[MATERIAL PROVIDED — start]

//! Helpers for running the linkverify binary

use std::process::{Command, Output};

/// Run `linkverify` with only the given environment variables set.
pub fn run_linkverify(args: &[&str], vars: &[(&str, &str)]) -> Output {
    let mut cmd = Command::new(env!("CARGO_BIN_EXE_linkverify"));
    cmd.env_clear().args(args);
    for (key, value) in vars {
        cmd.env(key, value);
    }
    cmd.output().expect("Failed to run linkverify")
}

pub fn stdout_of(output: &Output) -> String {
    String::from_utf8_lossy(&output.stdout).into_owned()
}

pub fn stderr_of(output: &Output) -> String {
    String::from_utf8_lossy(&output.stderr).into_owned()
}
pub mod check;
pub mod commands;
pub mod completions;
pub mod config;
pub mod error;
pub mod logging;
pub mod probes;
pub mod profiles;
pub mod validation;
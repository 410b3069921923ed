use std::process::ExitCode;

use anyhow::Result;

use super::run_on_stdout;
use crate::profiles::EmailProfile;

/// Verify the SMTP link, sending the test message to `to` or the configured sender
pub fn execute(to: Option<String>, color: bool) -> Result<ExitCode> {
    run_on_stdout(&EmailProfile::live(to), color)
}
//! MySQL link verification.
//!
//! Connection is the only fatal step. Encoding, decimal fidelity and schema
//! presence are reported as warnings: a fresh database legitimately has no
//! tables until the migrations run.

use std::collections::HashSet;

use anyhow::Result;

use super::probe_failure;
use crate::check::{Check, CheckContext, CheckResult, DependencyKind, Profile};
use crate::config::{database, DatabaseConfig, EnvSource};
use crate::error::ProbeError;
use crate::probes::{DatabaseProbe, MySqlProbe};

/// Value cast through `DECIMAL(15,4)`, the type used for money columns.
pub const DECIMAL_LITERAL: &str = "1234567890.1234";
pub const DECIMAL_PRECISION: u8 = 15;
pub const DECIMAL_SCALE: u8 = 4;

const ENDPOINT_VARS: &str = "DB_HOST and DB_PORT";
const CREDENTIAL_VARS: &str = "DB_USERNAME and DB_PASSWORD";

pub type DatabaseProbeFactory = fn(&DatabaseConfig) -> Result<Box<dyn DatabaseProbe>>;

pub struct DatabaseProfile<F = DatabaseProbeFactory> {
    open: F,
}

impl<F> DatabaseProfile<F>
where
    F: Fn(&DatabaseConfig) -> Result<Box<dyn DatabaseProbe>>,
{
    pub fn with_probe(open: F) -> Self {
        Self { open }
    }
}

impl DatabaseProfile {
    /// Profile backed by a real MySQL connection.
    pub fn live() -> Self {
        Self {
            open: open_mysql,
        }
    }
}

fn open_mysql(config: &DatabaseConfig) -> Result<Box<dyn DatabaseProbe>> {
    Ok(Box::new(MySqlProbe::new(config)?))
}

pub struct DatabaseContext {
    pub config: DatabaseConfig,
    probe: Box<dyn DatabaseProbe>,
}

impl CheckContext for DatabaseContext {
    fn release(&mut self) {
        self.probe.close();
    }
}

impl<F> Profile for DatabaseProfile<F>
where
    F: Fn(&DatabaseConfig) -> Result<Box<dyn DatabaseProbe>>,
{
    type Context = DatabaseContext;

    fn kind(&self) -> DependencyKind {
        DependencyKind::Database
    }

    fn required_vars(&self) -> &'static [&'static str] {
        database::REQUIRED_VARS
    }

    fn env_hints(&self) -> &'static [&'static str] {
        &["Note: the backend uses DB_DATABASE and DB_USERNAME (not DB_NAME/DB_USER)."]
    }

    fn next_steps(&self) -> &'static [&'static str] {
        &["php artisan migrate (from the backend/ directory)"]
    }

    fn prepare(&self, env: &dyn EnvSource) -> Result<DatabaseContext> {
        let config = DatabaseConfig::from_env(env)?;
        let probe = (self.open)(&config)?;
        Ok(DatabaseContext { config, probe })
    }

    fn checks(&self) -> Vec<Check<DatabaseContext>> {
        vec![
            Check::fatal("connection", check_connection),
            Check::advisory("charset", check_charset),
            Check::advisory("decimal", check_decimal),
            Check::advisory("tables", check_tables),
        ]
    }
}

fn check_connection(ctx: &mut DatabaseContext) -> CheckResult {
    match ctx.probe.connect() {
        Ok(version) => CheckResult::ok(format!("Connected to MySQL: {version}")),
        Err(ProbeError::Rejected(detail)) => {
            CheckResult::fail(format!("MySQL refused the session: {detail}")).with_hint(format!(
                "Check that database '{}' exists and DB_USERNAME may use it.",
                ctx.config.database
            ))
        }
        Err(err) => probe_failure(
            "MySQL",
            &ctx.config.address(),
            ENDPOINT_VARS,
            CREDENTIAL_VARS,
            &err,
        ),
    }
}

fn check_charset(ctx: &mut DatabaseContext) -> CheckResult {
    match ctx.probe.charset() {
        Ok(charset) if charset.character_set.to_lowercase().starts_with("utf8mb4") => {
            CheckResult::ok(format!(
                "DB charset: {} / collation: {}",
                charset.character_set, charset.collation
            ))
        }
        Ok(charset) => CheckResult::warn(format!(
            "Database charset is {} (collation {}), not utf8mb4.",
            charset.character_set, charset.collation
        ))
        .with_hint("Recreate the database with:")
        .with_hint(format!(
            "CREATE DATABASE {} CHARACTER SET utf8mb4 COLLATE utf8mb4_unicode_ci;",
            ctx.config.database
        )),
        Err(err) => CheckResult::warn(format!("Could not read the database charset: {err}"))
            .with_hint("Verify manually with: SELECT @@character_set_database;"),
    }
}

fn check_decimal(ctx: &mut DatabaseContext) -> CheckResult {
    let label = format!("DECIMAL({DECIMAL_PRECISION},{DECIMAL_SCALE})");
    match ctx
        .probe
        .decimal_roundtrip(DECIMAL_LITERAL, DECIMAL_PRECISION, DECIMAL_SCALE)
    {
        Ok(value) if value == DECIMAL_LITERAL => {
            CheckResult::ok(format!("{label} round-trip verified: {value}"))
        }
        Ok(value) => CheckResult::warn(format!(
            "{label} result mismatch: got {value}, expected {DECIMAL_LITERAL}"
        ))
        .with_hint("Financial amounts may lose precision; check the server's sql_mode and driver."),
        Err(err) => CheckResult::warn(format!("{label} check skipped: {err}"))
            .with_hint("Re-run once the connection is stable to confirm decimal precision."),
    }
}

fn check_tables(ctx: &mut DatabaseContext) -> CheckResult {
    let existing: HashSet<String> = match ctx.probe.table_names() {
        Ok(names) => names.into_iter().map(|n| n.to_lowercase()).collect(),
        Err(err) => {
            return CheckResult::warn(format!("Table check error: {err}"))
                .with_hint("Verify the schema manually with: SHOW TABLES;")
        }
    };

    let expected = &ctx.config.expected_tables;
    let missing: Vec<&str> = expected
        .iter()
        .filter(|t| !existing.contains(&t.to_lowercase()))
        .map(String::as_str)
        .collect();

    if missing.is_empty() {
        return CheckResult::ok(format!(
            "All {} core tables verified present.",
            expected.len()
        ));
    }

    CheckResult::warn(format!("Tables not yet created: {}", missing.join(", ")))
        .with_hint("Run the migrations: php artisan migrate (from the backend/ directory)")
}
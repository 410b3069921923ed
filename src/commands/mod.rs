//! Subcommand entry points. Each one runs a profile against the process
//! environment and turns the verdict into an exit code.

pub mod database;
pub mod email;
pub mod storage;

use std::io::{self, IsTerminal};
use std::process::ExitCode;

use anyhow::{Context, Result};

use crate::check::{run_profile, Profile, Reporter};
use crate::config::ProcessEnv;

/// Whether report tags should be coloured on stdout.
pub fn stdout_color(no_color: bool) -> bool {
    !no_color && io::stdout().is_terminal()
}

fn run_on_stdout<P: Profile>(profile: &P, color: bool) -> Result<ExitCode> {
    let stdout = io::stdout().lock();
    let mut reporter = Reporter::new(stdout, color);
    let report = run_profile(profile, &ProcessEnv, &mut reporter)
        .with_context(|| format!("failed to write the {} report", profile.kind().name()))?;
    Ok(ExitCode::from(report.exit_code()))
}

[MATERIAL PROVIDED — finish]

WHAT YOU WILL DO:
Return a copy of every line in the records that includes the string "directory".

ANSWER:
        &["php artisan migrate (from the backend/ directory)"]
        .with_hint("Run the migrations: php artisan migrate (from the backend/ directory)")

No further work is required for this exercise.